In 1945, the world had very few democracies. Millions of people across the free world had just fought and died to hold back a bloody tide of totalitarianism; standing in the bombed-out ruins of Western civilisation, my grandparents’ generation, frequently called the Greatest Generation, set out to rebuild the institutions of democracy where they had been destroyed and spread the gospel of democracy to countries where it was lacking. It believed the world needed democracy and that democracy could fix the world.
Fast-forward to 2015 and we find that democracy is in trouble again, this time from within. A sense of malaise has rolled in like a grey mist across America, indeed across much of the West, as the average citizen’s belief in the democratic process, and the belief that they can affect change through it, has diminished. Once heralded as the panacea to many perennial problems, democracy has failed to take root in many parts of the world. Worse, it has become dysfunctional at home. Despite the ideal of rule by the people, American democracy has not delivered on its promise, as government seems to many to be rule by the wealthy, in a game rigged by the wealthy.
Professor Lawrence Lessig, Professor of Law and Leadership at Harvard Law School, and author of Republic, Lost: How Money Corrupts Congress—and a Plan to Stop It, has spent a lot of time thinking about how the American republic has failed to live up to its ideals. Speaking in London last week at the InnoTech Summit—a series of networking and ideas-sharing events that seek to bridge the gap between policy makers, entrepreneurs, and investors—Lessig claimed democracy was in grave peril, but that the problem could be fixed.
Representative democracy has become corrupted and the system cannot fix itself. It’s not the explicit corruption of bribery and payments for access that have caused this situation, however. As Lessig points out, in terms of illegal activity, this is the least corrupt government, perhaps ever. Rather, a corruption of the system and even ideals of democracy has taken place, in which fundraising has been allowed to become the centre-point of American politics. Lessig estimates that the average politician now spends 30-70% of his or her time directly on fundraising activities. Politicians, therefor, out of necessity to survive in office, have developed a sixth sense for raising money that influences everything they do.
Lessig, born in 1961, believes that his generation has overseen the biggest denigration of politics of the last century—so much so that Lessig refers to them as the Worst Generation. It has allowed money to corrupt democracy in America leaving the electorate—your average Joe and average Jane—deeply cynical about politics and politicians. People no longer feel their voice matters.

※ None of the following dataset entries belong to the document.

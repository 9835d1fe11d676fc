//! pdf-audio - Convert PDF documents to audiobooks using text-to-speech

mod audio;
mod chapters;
mod config;
mod convert;
mod error;
mod interactive;
mod opener;
mod pdf;
mod tts;

use anyhow::{Context, Result};
use clap::{Parser, Subcommand};
use config::{Preferences, PreferencesStore};
use convert::{
    ChapterStatus, ConversionReport, ConversionRequest, ConversionResult, Orchestrator,
    ProgressEvent,
};
use indicatif::{ProgressBar, ProgressStyle};
use std::path::PathBuf;
use tokio::sync::mpsc;
use tts::{VoiceInfo, VoiceParameters};

#[derive(Parser, Debug)]
#[command(name = "pdf-audio")]
#[command(about = "Convert PDF documents to audiobooks using text-to-speech", long_about = None)]
#[command(version)]
struct Args {
    /// Path to the PDF file (omit to be asked interactively)
    pdf_file: Option<PathBuf>,

    /// Ask for every setting interactively
    #[arg(short, long)]
    interactive: bool,

    /// First page to convert (1-based)
    #[arg(long, default_value_t = 1)]
    start: usize,

    /// Last page to convert (default: last page of the document)
    #[arg(long)]
    end: Option<usize>,

    /// Pages per chapter; each chapter becomes its own audio file
    #[arg(short, long)]
    chapter_size: Option<usize>,

    /// Render the whole range into one file even if a chapter size is saved
    #[arg(long, conflicts_with = "chapter_size")]
    no_chapters: bool,

    /// Speech rate in words per minute (default: saved preference, 200)
    #[arg(short, long)]
    rate: Option<u32>,

    /// Pitch multiplier, 1.0 is normal (default: saved preference)
    #[arg(short, long)]
    pitch: Option<f32>,

    /// Voice identifier, see `pdf-audio voices`
    #[arg(short, long)]
    voice: Option<String>,

    /// Output file name without extension (default: audiobook)
    #[arg(short, long)]
    output: Option<String>,

    /// Directory for the audio files (default: current directory)
    #[arg(long)]
    output_dir: Option<PathBuf>,

    /// Open the audio files when done
    #[arg(long)]
    open: bool,

    /// Do not open the audio files, even if saved preferences say so
    #[arg(long, conflicts_with = "open")]
    no_open: bool,

    /// Enable debug output
    #[arg(short, long, default_value_t = false)]
    debug: bool,

    /// Subcommands
    #[command(subcommand)]
    command: Option<Commands>,
}

#[derive(Subcommand, Debug)]
enum Commands {
    /// List the voices installed for the speech engine
    Voices,
    /// Saved preferences management
    Prefs {
        #[command(subcommand)]
        action: PrefsAction,
    },
}

#[derive(Subcommand, Debug)]
enum PrefsAction {
    /// Show saved preferences
    Show,
    /// Print the preferences file location
    Path,
    /// Forget saved preferences
    Reset,
}

#[tokio::main]
async fn main() -> Result<()> {
    let args = Args::parse();
    init_logging(args.debug);

    let store = PreferencesStore::open_default()?;

    // Handle subcommands
    match &args.command {
        Some(Commands::Voices) => return list_voices().await,
        Some(Commands::Prefs { action }) => return handle_prefs_command(action, &store),
        None => {}
    }

    let prefs = store.load().unwrap_or_else(|e| {
        log::warn!("Ignoring unreadable preferences: {:#}", e);
        Preferences::default()
    });

    let request = match (&args.pdf_file, args.interactive) {
        (Some(_), false) => build_request(&args, &prefs)?,
        _ => {
            let voices = installed_voices().await;
            let mut request = interactive::run_wizard(args.pdf_file.clone(), &prefs, &voices)?;
            if let Some(dir) = &args.output_dir {
                request.output_dir = dir.clone();
            }
            request
        }
    };

    run_conversion(request, store).await
}

/// Log warnings by default, debug output for this crate with --debug.
/// RUST_LOG overrides both.
fn init_logging(debug: bool) {
    let default_filter = if debug { "pdf_audio=debug" } else { "warn" };
    env_logger::Builder::from_env(env_logger::Env::default().default_filter_or(default_filter))
        .format_timestamp(None)
        .init();
}

/// Combine command line arguments with saved preferences.
fn build_request(args: &Args, prefs: &Preferences) -> Result<ConversionRequest> {
    let document = args
        .pdf_file
        .clone()
        .ok_or_else(|| anyhow::anyhow!("PDF file path is required. Run 'pdf-audio --help' for usage."))?;

    let voice = VoiceParameters::new(
        args.rate.unwrap_or(prefs.rate),
        args.pitch.unwrap_or(prefs.pitch),
        args.voice.clone().or_else(|| prefs.voice.clone()),
    )?;

    let chapter_size = if args.no_chapters {
        None
    } else {
        args.chapter_size.or(prefs.pages_per_chapter)
    };

    let open_after_save = if args.open {
        true
    } else if args.no_open {
        false
    } else {
        prefs.open_after_save
    };

    let mut request = ConversionRequest::new(document);
    request.start_page = args.start;
    request.end_page = args.end;
    request.chapter_size = chapter_size;
    request.voice = voice;
    request.output_name = convert::output_base_name(args.output.as_deref().unwrap_or(""));
    request.open_after_save = open_after_save;
    if let Some(dir) = &args.output_dir {
        request.output_dir = dir.clone();
    }

    Ok(request)
}

/// Run a conversion request, showing progress until it completes.
async fn run_conversion(request: ConversionRequest, store: PreferencesStore) -> Result<()> {
    if !request.output_dir.exists() {
        std::fs::create_dir_all(&request.output_dir).with_context(|| {
            format!("Failed to create {}", request.output_dir.display())
        })?;
    }

    eprintln!("Converting: {}", request.document.display());

    let (tx, rx) = mpsc::unbounded_channel();
    let progress = tokio::spawn(show_progress(rx));

    let orchestrator = Orchestrator::new(tts::create_engine)
        .with_preferences(store)
        .with_progress(tx);
    let result = orchestrator.convert_file(&request).await;

    // Dropping the orchestrator closes the progress channel
    drop(orchestrator);
    progress.await.context("Progress display failed")?;

    let report = match result {
        Ok(report) => report,
        Err(e) if e.is_validation() => {
            anyhow::bail!("{}\nRun 'pdf-audio --help' for usage.", e)
        }
        Err(e) => return Err(e.into()),
    };
    print_report(&report);

    if report.failed() > 0 {
        anyhow::bail!("{} of {} chapter(s) failed", report.failed(), report.results.len());
    }
    Ok(())
}

/// Draw a progress bar per chapter from orchestrator events.
async fn show_progress(mut rx: mpsc::UnboundedReceiver<ProgressEvent>) {
    let style = ProgressStyle::default_bar()
        .template("{spinner:.green} [{bar:40.cyan/blue}] {pos}/{len} chars ({eta}) {msg}")
        .unwrap_or_else(|_| ProgressStyle::default_bar())
        .progress_chars("#>-");

    let mut chapters = 0;
    let mut bar: Option<ProgressBar> = None;

    while let Some(event) = rx.recv().await {
        match event {
            ProgressEvent::Planned { chapters: count } => chapters = count,
            ProgressEvent::ChapterStarted {
                index,
                start_page,
                end_page,
            } => {
                let pb = ProgressBar::new(0);
                pb.set_style(style.clone());
                pb.set_message(format!(
                    "chapter {}/{} (pages {}-{})",
                    index, chapters, start_page, end_page
                ));
                bar = Some(pb);
            }
            ProgressEvent::SliceRendered {
                processed, total, ..
            } => {
                if let Some(pb) = &bar {
                    pb.set_length(total as u64);
                    pb.set_position(processed as u64);
                }
            }
            ProgressEvent::ChapterFinished { index, status } => {
                if let Some(pb) = bar.take() {
                    pb.finish_and_clear();
                }
                match status {
                    ChapterStatus::Succeeded => eprintln!("  Chapter {}: done", index),
                    ChapterStatus::Skipped => eprintln!("  Chapter {}: skipped, no text", index),
                    ChapterStatus::Failed(detail) => {
                        eprintln!("  Chapter {}: FAILED - {}", index, detail)
                    }
                }
            }
        }
    }
}

fn print_report(report: &ConversionReport) {
    for result in report.results.iter().filter(|r| r.is_success()) {
        eprintln!("{}", saved_line(result));
    }
    for warning in &report.warnings {
        eprintln!("Warning: {}", warning);
    }
    if report.succeeded() == 0 && report.failed() == 0 {
        eprintln!("No text found in the selected pages.");
    }
    eprintln!("\n{}", report.summary());
}

fn saved_line(result: &ConversionResult) -> String {
    format!(
        "Saved: {} (pages {}-{})",
        result.output_path.display(),
        result.chapter.start,
        result.chapter.end
    )
}

/// Voices for the wizard; an unavailable engine just means no voice list.
async fn installed_voices() -> Vec<VoiceInfo> {
    let voices = match tts::create_engine() {
        Ok(engine) => engine.voices().await,
        Err(e) => Err(e),
    };
    voices.unwrap_or_else(|e| {
        log::warn!("Could not list voices: {:#}", e);
        Vec::new()
    })
}

async fn list_voices() -> Result<()> {
    let engine = tts::create_engine()?;
    let voices = engine.voices().await?;

    if voices.is_empty() {
        println!("No voices installed for {}", engine.name());
        return Ok(());
    }

    println!("Available voices ({}):", engine.name());
    for (i, voice) in voices.iter().enumerate() {
        println!("  {}", interactive::voice_label(i, voice));
    }
    Ok(())
}

fn handle_prefs_command(action: &PrefsAction, store: &PreferencesStore) -> Result<()> {
    match action {
        PrefsAction::Show => {
            let prefs = store.load()?;
            println!("Preferences file: {}", store.path().display());
            println!();
            println!("rate = {}", prefs.rate);
            println!("pitch = {}", prefs.pitch);
            match &prefs.voice {
                Some(voice) => println!("voice = \"{}\"", voice),
                None => println!("voice = (engine default)"),
            }
            match prefs.pages_per_chapter {
                Some(pages) => println!("pages_per_chapter = {}", pages),
                None => println!("pages_per_chapter = (no chapters)"),
            }
            println!("open_after_save = {}", prefs.open_after_save);
        }
        PrefsAction::Path => {
            println!("{}", store.path().display());
        }
        PrefsAction::Reset => {
            store.reset()?;
            println!("Preferences reset to defaults");
        }
    }
    Ok(())
}

#[cfg(test)]
mod tests {
    use super::*;

    fn parse(argv: &[&str]) -> Args {
        Args::try_parse_from(argv).unwrap()
    }

    #[test]
    fn test_args_override_preferences() {
        let prefs = Preferences {
            rate: 120,
            pitch: 1.5,
            voice: Some("en-gb".to_string()),
            pages_per_chapter: Some(10),
            open_after_save: true,
        };
        let args = parse(&[
            "pdf-audio", "book.pdf", "--rate", "180", "--voice", "en-us", "--no-open", "-o",
            "novel.mp3",
        ]);

        let request = build_request(&args, &prefs).unwrap();
        assert_eq!(request.voice.rate, 180);
        assert_eq!(request.voice.pitch, 1.5);
        assert_eq!(request.voice.voice.as_deref(), Some("en-us"));
        assert_eq!(request.chapter_size, Some(10));
        assert!(!request.open_after_save);
        assert_eq!(request.output_name, "novel");
    }

    #[test]
    fn test_defaults_from_preferences() {
        let args = parse(&["pdf-audio", "book.pdf", "--start", "3", "--end", "7"]);
        let request = build_request(&args, &Preferences::default()).unwrap();

        assert_eq!(request.document, PathBuf::from("book.pdf"));
        assert_eq!(request.start_page, 3);
        assert_eq!(request.end_page, Some(7));
        assert_eq!(request.chapter_size, None);
        assert_eq!(request.voice, VoiceParameters::default());
        assert_eq!(request.output_name, "audiobook");
        assert!(!request.open_after_save);
    }

    #[test]
    fn test_no_chapters_flag() {
        let prefs = Preferences {
            pages_per_chapter: Some(4),
            ..Preferences::default()
        };
        let args = parse(&["pdf-audio", "book.pdf", "--no-chapters"]);
        assert_eq!(build_request(&args, &prefs).unwrap().chapter_size, None);
    }

    #[test]
    fn test_rejects_zero_rate() {
        let args = parse(&["pdf-audio", "book.pdf", "--rate", "0"]);
        assert!(build_request(&args, &Preferences::default()).is_err());
    }

    #[test]
    fn test_saved_line_names_pages() {
        let result = ConversionResult {
            chapter: chapters::ChapterRange {
                index: 2,
                start: 5,
                end: 6,
            },
            output_path: PathBuf::from("book_chapter_2.mp3"),
            status: ChapterStatus::Succeeded,
        };
        assert_eq!(saved_line(&result), "Saved: book_chapter_2.mp3 (pages 5-6)");
    }

    #[test]
    fn test_conflicting_flags() {
        assert!(Args::try_parse_from(["pdf-audio", "a.pdf", "--open", "--no-open"]).is_err());
        assert!(
            Args::try_parse_from(["pdf-audio", "a.pdf", "-c", "3", "--no-chapters"]).is_err()
        );
    }
}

In the recent past, blacks were systematically denied their right to vote, and completely excluded from participation in the Democratic primary elections in the South. This obvious corruption of the democratic process was fought by a civil rights movement. “The battle for equal rights was a fight to remove that illegitimate bias,” Lessig says, “and give African Americans an equal say in their government.” But illegitimate bias still exists in politics today. Today, it’s not a problem of race or wealth inequality, says Lessig, but an inequality of citizenship.
Today there’s no “white primary.” Today, there’s a “green primary.” To run in any election, primary or general, candidates must raise extraordinary sums, privately. Yet they raise that money not from all of us. They raise it from a tiny, tiny few. In the last non-presidential election, only about .05 percent of America gave the maximum contribution to even one congressional candidate in either the primary or general election; .01 percent gave $10,000 or more; and in 2012, 132 Americans gave 60 percent of the superPAC money spent. This is the biased filter in the first stage of our American democracy.

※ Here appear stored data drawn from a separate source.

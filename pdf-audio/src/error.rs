//! Errors that abort a conversion request before any audio is written.

use std::path::PathBuf;
use thiserror::Error;

#[derive(Debug, Error)]
pub enum ConvertError {
    #[error("PDF file not found: {}", .0.display())]
    MissingDocument(PathBuf),

    #[error("Invalid page range {start}-{end}{}", describe_total(.total))]
    InvalidPageRange {
        start: usize,
        end: usize,
        total: Option<usize>,
    },

    #[error("Pages per chapter must be at least 1")]
    InvalidChapterSize,

    #[error("Failed to read PDF {}: {reason}", .path.display())]
    Extraction { path: PathBuf, reason: String },

    #[error("Failed to start speech engine: {0:#}")]
    Engine(anyhow::Error),
}

fn describe_total(total: &Option<usize>) -> String {
    match total {
        Some(total) => format!(" (document has {} pages)", total),
        None => String::new(),
    }
}

impl ConvertError {
    /// True for errors raised by input checks rather than by collaborators.
    pub fn is_validation(&self) -> bool {
        matches!(
            self,
            ConvertError::MissingDocument(_)
                | ConvertError::InvalidPageRange { .. }
                | ConvertError::InvalidChapterSize
        )
    }
}
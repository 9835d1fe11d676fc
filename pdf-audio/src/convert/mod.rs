//! Conversion orchestration: validate, plan chapters, then extract and render
//! each chapter in order.

mod types;

pub use types::{
    ChapterStatus, ConversionReport, ConversionRequest, ConversionResult, DEFAULT_OUTPUT_NAME,
    ProgressEvent, output_base_name,
};

use crate::chapters::{self, ChapterRange};
use crate::config::PreferencesStore;
use crate::error::ConvertError;
use crate::opener::{FileOpener, SystemOpener};
use crate::pdf::{PdfDocument, TextSource};
use crate::tts::{self, SpeechEngine};
use anyhow::Result;
use tokio::sync::mpsc::UnboundedSender;

type EngineFactory = Box<dyn Fn() -> Result<Box<dyn SpeechEngine>> + Send + Sync>;

/// Runs conversion requests.
///
/// A speech engine is created at the start of each request and released when
/// the request ends. Chapters are rendered one at a time; a failed chapter is
/// recorded and the remaining chapters are still attempted.
pub struct Orchestrator {
    engine_factory: EngineFactory,
    opener: Box<dyn FileOpener>,
    preferences: Option<PreferencesStore>,
    progress: Option<UnboundedSender<ProgressEvent>>,
}

impl Orchestrator {
    pub fn new(
        engine_factory: impl Fn() -> Result<Box<dyn SpeechEngine>> + Send + Sync + 'static,
    ) -> Self {
        Self {
            engine_factory: Box::new(engine_factory),
            opener: Box::new(SystemOpener),
            preferences: None,
            progress: None,
        }
    }

    /// Persist the request's settings here before rendering starts.
    pub fn with_preferences(mut self, store: PreferencesStore) -> Self {
        self.preferences = Some(store);
        self
    }

    #[cfg(test)]
    pub fn with_opener(mut self, opener: impl FileOpener + 'static) -> Self {
        self.opener = Box::new(opener);
        self
    }

    pub fn with_progress(mut self, progress: UnboundedSender<ProgressEvent>) -> Self {
        self.progress = Some(progress);
        self
    }

    fn emit(&self, event: ProgressEvent) {
        if let Some(tx) = &self.progress {
            // A closed channel only means nobody is watching
            let _ = tx.send(event);
        }
    }

    /// Open the request's PDF and convert it.
    pub async fn convert_file(
        &self,
        request: &ConversionRequest,
    ) -> Result<ConversionReport, ConvertError> {
        request.check()?;
        let document = PdfDocument::open(&request.document)?;
        self.convert(request, &document).await
    }

    /// Convert the requested pages of an already opened document.
    pub async fn convert(
        &self,
        request: &ConversionRequest,
        source: &dyn TextSource,
    ) -> Result<ConversionReport, ConvertError> {
        request.check()?;
        let end = request.resolve_end(source.page_count())?;
        let plan = chapters::plan(request.start_page, end, request.chapter_size)?;

        let mut report = ConversionReport::default();

        if let Some(store) = &self.preferences {
            if let Err(e) = store.save(&request.preferences()) {
                log::warn!("Failed to save preferences: {:#}", e);
                report.warnings.push(format!("Preferences not saved: {:#}", e));
            }
        }

        let engine = (self.engine_factory)().map_err(ConvertError::Engine)?;
        log::info!(
            "Converting pages {}-{} of {} in {} chapter(s) with {}",
            request.start_page,
            end,
            request.document.display(),
            plan.len(),
            engine.name()
        );
        self.emit(ProgressEvent::Planned {
            chapters: plan.len(),
        });

        let mut overall = 0;
        for chapter in &plan {
            let result = self
                .convert_chapter(request, source, engine.as_ref(), chapter, &mut overall)
                .await;
            self.emit(ProgressEvent::ChapterFinished {
                index: chapter.index,
                status: result.status.clone(),
            });
            report.results.push(result);
        }
        drop(engine);

        if request.open_after_save {
            let mut open_warnings = Vec::new();
            for path in report.produced_files() {
                if let Err(e) = self.opener.open(path) {
                    log::warn!("Could not open {}: {:#}", path.display(), e);
                    open_warnings.push(format!("Could not open {}: {:#}", path.display(), e));
                }
            }
            report.warnings.extend(open_warnings);
        }

        Ok(report)
    }

    async fn convert_chapter(
        &self,
        request: &ConversionRequest,
        source: &dyn TextSource,
        engine: &dyn SpeechEngine,
        chapter: &ChapterRange,
        overall: &mut usize,
    ) -> ConversionResult {
        self.emit(ProgressEvent::ChapterStarted {
            index: chapter.index,
            start_page: chapter.start,
            end_page: chapter.end,
        });

        let output_path = request.output_path(chapter);
        log::debug!(
            "Extracting {} page(s) for chapter {}",
            chapter.page_count(),
            chapter.index
        );
        let text = source.extract(chapter.start - 1, chapter.end);

        if text.trim().is_empty() {
            log::info!(
                "Chapter {} (pages {}-{}) has no text, skipping",
                chapter.index,
                chapter.start,
                chapter.end
            );
            return ConversionResult {
                chapter: *chapter,
                output_path,
                status: ChapterStatus::Skipped,
            };
        }

        let base = *overall;
        let mut chapter_done = 0;
        let rendered = tts::render(
            engine,
            &text,
            &output_path,
            &request.voice,
            &mut |processed, total| {
                chapter_done = processed;
                self.emit(ProgressEvent::SliceRendered {
                    index: chapter.index,
                    processed,
                    total,
                    overall: base + processed,
                });
            },
        )
        .await;
        *overall = base + chapter_done;

        let status = match rendered {
            Ok(()) => {
                log::info!("Wrote {}", output_path.display());
                ChapterStatus::Succeeded
            }
            Err(e) => {
                log::warn!("Chapter {} failed: {:#}", chapter.index, e);
                ChapterStatus::Failed(format!("{:#}", e))
            }
        };

        ConversionResult {
            chapter: *chapter,
            output_path,
            status,
        }
    }
}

This notion of the “biased filter” is at the heart of Lessig’s critique of how political fundraising corrupts American democracy. He calls it Tweedism, after William “Boss” Tweed, the 19th-century American politician who said, “I don’t care who does the electing, so long as I get to do the nominating”. Fundraising, Lessig argues, has become its own contest, giving the economic elite unparalleled influence in American politics.
There are reform solutions on both the Left and the Right to Tweedism, according to Lessig, but the problem is generating enough political will to create change. To build this change Lessig encourages people to participate in walking protests, built on the tradition of the Selma to Montgomery marches, which caught the attention of the world in 1965. Have a look at the New Hampshire Rebellion Web site to get a feel for what this looks like in action. While getting big money out of politics is essential to fixing democracy, I wonder if Lessig, by suggesting this is the civil rights movement out our time, and appropriating the symbolism and language of the civil rights movement of the 50s and 60s, risks diminishing the importance of the ongoing fight for racial justice happening in America right now.
During Lessig’s talk, there was no mention of the #BlackLivesMatter campaign and the fight to end police brutality against black men. Lessig’s ideas to create procedural reform to the American democratic system can help reshape political culture for the better, but his approach to change feels, despite his best intentions, top-down. Not only was there no mention of #BlackLivesMatter, but there was no mention of the minimum wage campaign (the largest protest of low wage workers in the history of the USA), Occupy or any other major social, bottom-up campaign for economic and political reform. While campaign finance reform should be at the top of the political agenda, unless the idea connects to deeper desires for freedom and justice, I don’t see how such reform, likely requiring constitutional change, can come about.